Using the records that follow, work out the number of lines with the word "mime" in them; reply with that number only.

============================================================

use super::{Change, PositionedChange, ShallowEq};
use im_rc::Vector;
use std::collections::{HashSet, VecDeque};

type MatchPoint = (usize, usize);

struct Endpoint {
    x: usize,
    y: usize,
    trace: Vector<MatchPoint>,
}

fn follow_snake<T: ShallowEq>(
    old: &[T],
    new: &[T],
    mut x: usize,
    mut y: usize,
    trace: &mut Vector<MatchPoint>,
) -> (usize, usize) {
    while x < old.len() && y < new.len() && old[x].shallow_eq(&new[y]) {
        trace.push_back((x, y));
        x += 1;
        y += 1;
    }
    (x, y)
}

// Forward Myers shortest-edit-script search, O((N+M)·D). Endpoints reached
// with the same edit distance form a wave; each endpoint remembers the match
// points on its path as a persistent vector so waves share trace prefixes.
pub(super) fn shortest_edit_script<T: Clone + ShallowEq>(
    old: &[T],
    new: &[T],
    max_distance: usize,
) -> Option<Vec<PositionedChange<T>>> {
    let old_len = old.len();
    let new_len = new.len();
    let mut visited = vec![false; (old_len + 1) * (new_len + 1)];
    let point_index = |x: usize, y: usize| x + y * (old_len + 1);

    let mut trace = Vector::new();
    let (x, y) = follow_snake(old, new, 0, 0, &mut trace);
    visited[point_index(x, y)] = true;
    if (x, y) == (old_len, new_len) {
        return Some(build_script(old, new, &trace));
    }
    let mut frontier = vec![Endpoint { x, y, trace }];

    for _distance in 1..=max_distance {
        let mut next_frontier = Vec::new();
        for endpoint in &frontier {
            // Either consume one old element (a delete) or one new element
            // (an insert), then ride the snake of matches that follows.
            for (moved_x, moved_y) in [(endpoint.x + 1, endpoint.y), (endpoint.x, endpoint.y + 1)] {
                if moved_x > old_len || moved_y > new_len {
                    continue;
                }
                let mut trace = endpoint.trace.clone();
                let (x, y) = follow_snake(old, new, moved_x, moved_y, &mut trace);
                if visited[point_index(x, y)] {
                    continue;
                }
                visited[point_index(x, y)] = true;
                if (x, y) == (old_len, new_len) {
                    return Some(build_script(old, new, &trace));
                }
                next_frontier.push(Endpoint { x, y, trace });
            }
        }
        frontier = next_frontier;
    }
    None
}

fn build_script<T: Clone>(
    old: &[T],
    new: &[T],
    trace: &Vector<MatchPoint>,
) -> Vec<PositionedChange<T>> {
    let matched_old: HashSet<usize> = trace.iter().map(|&(x, _)| x).collect();
    let mut script: Vec<PositionedChange<T>> = (0..old.len())
        .filter(|x| !matched_old.contains(x))
        .map(|x| (x as isize, Change::Delete(old[x].clone())))
        .collect();

    // Gaps in the new-side coordinates of consecutive match points are
    // insertions, attached after the old index of the left-hand match.
    // Sentinels close the two open ends of the trace.
    let mut prev: (isize, isize) = (-1, -1);
    for (x, y) in trace
        .iter()
        .map(|&(x, y)| (x as isize, y as isize))
        .chain(std::iter::once((old.len() as isize, new.len() as isize)))
    {
        if prev.1 + 1 < y {
            let items = new[(prev.1 + 1) as usize..y as usize].to_vec();
            script.push((prev.0, Change::Insert(items)));
        }
        prev = (x, y);
    }

    script.sort_by_key(|(index, change)| (*index, change.rank()));
    fuse_replacements(script)
}

// An insertion immediately left of a deletion is really a replacement of
// that deleted element by the first inserted one. Only a Replace can be
// refined further by the tree layer, so the fusion matters there.
fn fuse_replacements<T>(script: Vec<PositionedChange<T>>) -> Vec<PositionedChange<T>> {
    let mut queue: VecDeque<PositionedChange<T>> = script.into();
    let mut fused = Vec::with_capacity(queue.len());
    while let Some(edit) = queue.pop_front() {
        let fuses = matches!(
            (&edit, queue.front()),
            ((insert_index, Change::Insert(_)), Some((delete_index, Change::Delete(_))))
                if *insert_index + 1 == *delete_index
        );
        if !fuses {
            fused.push(edit);
            continue;
        }
        let mut items = match edit.1 {
            Change::Insert(items) => items,
            _ => unreachable!(),
        };
        let (delete_index, deleted) = match queue.pop_front() {
            Some((delete_index, Change::Delete(deleted))) => (delete_index, deleted),
            _ => unreachable!(),
        };
        let first = items.remove(0);
        fused.push((delete_index, Change::Replace(deleted, first)));
        if !items.is_empty() {
            // The leftover insertion now follows the replaced element and
            // may fuse again with a deletion right behind it.
            queue.push_front((delete_index, Change::Insert(items)));
        }
    }
    fused
}
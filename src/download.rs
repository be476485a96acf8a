use wasm_bindgen::JsCast;
use web_sys::{Document, HtmlAnchorElement};

use crate::error::ExportError;

/// Percent-encodes text content into a `data:` url.
pub fn text_data_url(mime: &str, content: &str) -> String {
    let encoded = js_sys::encode_uri_component(content);
    format!("data:{mime};charset=utf-8,{encoded}")
}

/// Starts a browser download by routing the url through a transient anchor.
/// The anchor is attached, clicked and detached within this call.
pub fn trigger_download(document: &Document, url: &str, filename: &str) -> Result<(), ExportError> {
    let body = document
        .body()
        .ok_or_else(|| ExportError::Dom("document has no body".to_string()))?;

    let anchor = document
        .create_element("a")?
        .dyn_into::<HtmlAnchorElement>()
        .map_err(|_| ExportError::Dom("failed to create anchor element".to_string()))?;
    anchor.set_href(url);
    anchor.set_download(filename);

    body.append_child(&anchor)?;
    anchor.click();
    body.remove_child(&anchor)?;

    Ok(())
}
use thiserror::Error;
use wasm_bindgen::JsValue;

/// Failures raised while exporting the drawing. None of these cross the
/// exported entry points; they are logged and the export call becomes a no-op.
#[derive(Debug, Error)]
pub enum ExportError {
    #[error("element `{0}` not found in document")]
    ElementNotFound(String),

    #[error("nothing to export")]
    NoData,

    #[error("svg image failed to decode")]
    DecodeFailed,

    #[error("export payload is not representable as json: {0}")]
    Payload(String),

    #[error("dom operation failed: {0}")]
    Dom(String),
}

impl From<JsValue> for ExportError {
    fn from(value: JsValue) -> Self {
        ExportError::Dom(format!("{value:?}"))
    }
}
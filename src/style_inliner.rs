use wasm_bindgen::JsCast;
use web_sys::{Document, Element, SvgElement, Window};

use crate::error::ExportError;

/// Presentation properties whose resolved values are baked into the exported
/// copy so it renders the same outside the page's stylesheets.
pub const STYLES_TO_COPY: [&str; 14] = [
    "fill", "stroke", "stroke-width", "stroke-linecap", "stroke-linejoin", "stroke-dasharray",
    "font-family", "font-size", "font-weight", "font-style", "text-anchor", "dominant-baseline",
    "opacity", "visibility",
];

/// Deep-clones the element with id `svg_id` and writes the browser-resolved
/// style of every node into the clone as inline declarations.
///
/// The clone is detached, so styling it never touches the on-screen drawing.
/// The computed style is always read from the original element; the clone has
/// no layout context of its own.
pub fn styled_svg_clone(
    window: &Window,
    document: &Document,
    svg_id: &str,
) -> Result<Element, ExportError> {
    let svg = document
        .get_element_by_id(svg_id)
        .ok_or_else(|| ExportError::ElementNotFound(svg_id.to_string()))?;

    let cloned = svg
        .clone_node_with_deep(true)?
        .dyn_into::<Element>()
        .map_err(|_| ExportError::Dom("cloned node is not an element".to_string()))?;

    // Root first, then every descendant pair. The clone mirrors the source
    // structure node for node, so walking both sibling chains in tandem keeps
    // the pairing exact.
    copy_computed_style(window, &svg, &cloned)?;
    inline_subtree(window, &svg, &cloned)?;

    Ok(cloned)
}

fn inline_subtree(window: &Window, original: &Element, cloned: &Element) -> Result<(), ExportError> {
    let mut pair = (original.first_element_child(), cloned.first_element_child());

    while let (Some(src), Some(dst)) = pair {
        copy_computed_style(window, &src, &dst)?;
        inline_subtree(window, &src, &dst)?;

        pair = (src.next_element_sibling(), dst.next_element_sibling());
    }

    Ok(())
}

/// Copies each property in [`STYLES_TO_COPY`] from the original's computed
/// style into the clone's inline style. Empty resolved values are left unset
/// so the clone keeps its default rendering for them.
fn copy_computed_style(
    window: &Window,
    original: &Element,
    cloned: &Element,
) -> Result<(), ExportError> {
    let computed = match window.get_computed_style(original)? {
        Some(computed) => computed,
        None => return Ok(()),
    };

    let style = match cloned.dyn_ref::<SvgElement>() {
        Some(element) => element.style(),
        None => return Ok(()),
    };

    for prop in STYLES_TO_COPY {
        let value = computed.get_property_value(prop).unwrap_or_default();
        if !value.is_empty() {
            style.set_property(prop, &value)?;
        }
    }

    Ok(())
}
use log::error;
use wasm_bindgen::prelude::*;
use web_sys::{window, Document, Window};

pub mod download;
pub mod error;
pub mod export;
pub mod serializer;
pub mod style_inliner;

use crate::error::ExportError;

#[wasm_bindgen(start)]
pub fn start() -> Result<(), JsValue> {
    console_error_panic_hook::set_once();
    console_log::init_with_level(log::Level::Info).unwrap();

    Ok(())
}

fn page() -> Result<(Window, Document), ExportError> {
    let window = window().ok_or_else(|| ExportError::Dom("no global window exists".to_string()))?;
    let document = window
        .document()
        .ok_or_else(|| ExportError::Dom("no document on window".to_string()))?;

    Ok((window, document))
}

/// Downloads the on-screen drawing as a standalone `drawing.svg`.
#[wasm_bindgen]
pub fn export_svg() {
    let result =
        page().and_then(|(window, document)| export::export_svg_document(&window, &document));
    if let Err(err) = result {
        error!("svg export failed: {err}");
    }
}

/// Rasterizes the on-screen drawing and downloads it as `drawing.png`.
#[wasm_bindgen]
pub fn export_png() {
    wasm_bindgen_futures::spawn_local(async {
        let result = match page() {
            Ok((window, document)) => export::export_png_document(&window, &document).await,
            Err(err) => Err(err),
        };
        if let Err(err) = result {
            error!("png export failed: {err}");
        }
    });
}

/// Downloads drawing data as pretty-printed `drawing.json`. Accepts either a
/// json string or a structured value straight from the host page.
#[wasm_bindgen]
pub fn export_json(data: JsValue) {
    let result = page().and_then(|(_, document)| export::export_json_document(&document, &data));
    if let Err(err) = result {
        error!("json export failed: {err}");
    }
}
//! Interpreter for the Hatch virtual machine.
//!
//! The machine executes a flat two-byte-per-instruction image inside a
//! single 256-byte address space shared by the program, the runtime data
//! region, and the memory-mirrored register file. Program output is an
//! ordered log of integers and characters collected from the print
//! opcodes; tests and the CLI compare or render that log.

#![warn(missing_docs)]

pub mod consts;
mod error;
mod interpreter;
mod state;

pub use error::RuntimeError;
pub use interpreter::Interpreter;
pub use state::{output_text, CompareFlags, ExecuteState, Output};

============================================================

## Result of this task
2